Two years ago we were told and sold that Obamacare, the keystone legislative effort of Obama’s first two years, would solve our problems when it comes to out-of-control government spending.

It’s a deficit reducer, Washington Post wonk Ezra Klein told us about the government takeout of healthcare under the banner of “reform.”

Just pass Obamacare and we’ll find out how good it is, said Nancy Pelosi, which proved in the end to be a kind of a epitaph for her Speakership of the House.

Imagine how upsetting it might be now, two years later, to discover that the White House thinks that government spending isn’t out control, but that, “to be clear,” as the president himself might say, we have a HUGE problem with healthcare spending. Of all things.

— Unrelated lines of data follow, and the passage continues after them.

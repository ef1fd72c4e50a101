//! # Steg Binary Entry Point
//!
//! Hide a message in an image, or recover one.
//!
//! ## Usage
//!
//! ```bash
//! # hide (overwrites the input when -o is omitted)
//! steg -i cover.png -m "Hello, World!" -o stego.png
//! steg -i cover.png -f secret.txt -o stego.png --password hunter2
//!
//! # reveal
//! steg -i stego.png -d
//! STEG_PASSWORD=hunter2 steg -i stego.png -d
//!
//! # how much fits
//! steg -i cover.png --capacity --json
//! ```
//!
//! The decoded message goes to stdout; logs go to stderr.

use std::fs;
use std::path::PathBuf;
use std::process;

use anyhow::{bail, Context};
use clap::Parser;
use log::{debug, error, info, LevelFilter};

use lsb_steg::common::config::{load_config, StegConfig};
use lsb_steg::processing::load_cover;
use lsb_steg::utils::init_logger;
use lsb_steg::{hide_in_file, reveal_from_file, Capacity};

/// Hide or retrieve messages in images
#[derive(Parser, Debug)]
#[command(author, version, about, long_about = None)]
struct Args {
    /// Path to the input image file
    #[arg(short, long)]
    input_image: PathBuf,

    /// The message to hide; required for encoding unless --message-file is given
    #[arg(short, long, conflicts_with = "message_file")]
    message: Option<String>,

    /// Read the message to hide from this file
    #[arg(short = 'f', long)]
    message_file: Option<PathBuf>,

    /// Path to the output image file (defaults to overwriting the input)
    #[arg(short, long)]
    output_image: Option<PathBuf>,

    /// Decode a message from an image (default: encode)
    #[arg(short, long)]
    decode: bool,

    /// Password for encryption/decryption (falls back to the configured environment variable)
    #[arg(short, long)]
    password: Option<String>,

    /// Configuration file path (TOML)
    #[arg(long)]
    config: Option<String>,

    /// Report how many message bytes the input image can hold
    #[arg(long, conflicts_with = "decode")]
    capacity: bool,

    /// Print the capacity report as JSON
    #[arg(long, requires = "capacity")]
    json: bool,

    /// Enable debug logging
    #[arg(short, long)]
    verbose: bool,
}

fn main() {
    let args = Args::parse();

    let config = args
        .config
        .as_deref()
        .map(load_config::<StegConfig>)
        .transpose();

    let level = match (&config, args.verbose) {
        (_, true) => LevelFilter::Debug,
        (Ok(Some(config)), false) => config.logging.level_filter(),
        _ => LevelFilter::Info,
    };
    init_logger(level);

    let config = match config {
        Ok(config) => config.unwrap_or_default(),
        Err(e) => {
            error!("Failed to load configuration: {:#}", e);
            process::exit(1);
        }
    };

    if let Err(e) = run(args, config) {
        error!("{:#}", e);
        process::exit(1);
    }
}

fn run(args: Args, config: StegConfig) -> anyhow::Result<()> {
    if args.capacity {
        return report_capacity(&args);
    }

    let password = config.password.resolve(args.password.clone());
    if password.is_some() {
        debug!("Password supplied, message will be encrypted/decrypted");
    }

    if args.decode {
        if args.message.is_some() || args.message_file.is_some() || args.output_image.is_some() {
            bail!("No message or output image should be specified when decoding.");
        }

        let revealed = match reveal_from_file(&args.input_image, password.as_deref()) {
            Ok(revealed) => revealed,
            Err(e) if e.is_recovery_failure() => {
                debug!("Recovery failed: {:?}", e);
                bail!(
                    "Could not recover message from {}: {}",
                    args.input_image.display(),
                    e
                );
            }
            Err(e) => return Err(e).context("Error decoding the message"),
        };

        match revealed {
            Some(message) => {
                info!("Decoded message from {}", args.input_image.display());
                println!("{}", message);
            }
            None => bail!("No hidden message found in {}", args.input_image.display()),
        }
    } else {
        let message = match (args.message, args.message_file) {
            (Some(message), _) => message,
            (None, Some(path)) => fs::read_to_string(&path)
                .with_context(|| format!("Failed to read message file {}", path.display()))?,
            (None, None) => bail!("A message is required for encoding."),
        };

        let written = hide_in_file(
            &args.input_image,
            &message,
            args.output_image.as_deref(),
            password.as_deref(),
        )
        .context("Error encoding the image")?;
        info!("Message encoded successfully into {}", written.display());
    }

    Ok(())
}

fn report_capacity(args: &Args) -> anyhow::Result<()> {
    let cover = load_cover(&args.input_image)?;
    let capacity = Capacity::of(&cover);

    if args.json {
        println!("{}", serde_json::to_string_pretty(&capacity)?);
    } else {
        let (width, height) = cover.dimensions();
        println!("Image: {}x{} ({} pixels)", width, height, capacity.pixels);
        println!("Max message: {} bytes", capacity.max_message_bytes);
        println!(
            "Max message with password: {} bytes",
            capacity.max_encrypted_message_bytes
        );
    }
    Ok(())
}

Um, Obamacare? Anyone? Helllloooo?

“I think every economist worth this -- whose insights into this area are worth the paper on which his or her Ph.D. is printed,” said White House Press Jester Jay Carney recently “would tell you that the principal driver when it comes to spending of our deficits and debt is health care spending. And that's just a fact.”

Oh, it’s facts they want?

OK, well here are a few more facts:

If we just keep pace with spending as it stands now, and don’t add any extra measures, the CBO predicts that interest rates will double in the next four years to over 5 percent for the ten-year Treasury Notes. That means that interest on our national debt will approach $1 trillion annually, making interest on the national debt the fastest growing portion of the federal budget.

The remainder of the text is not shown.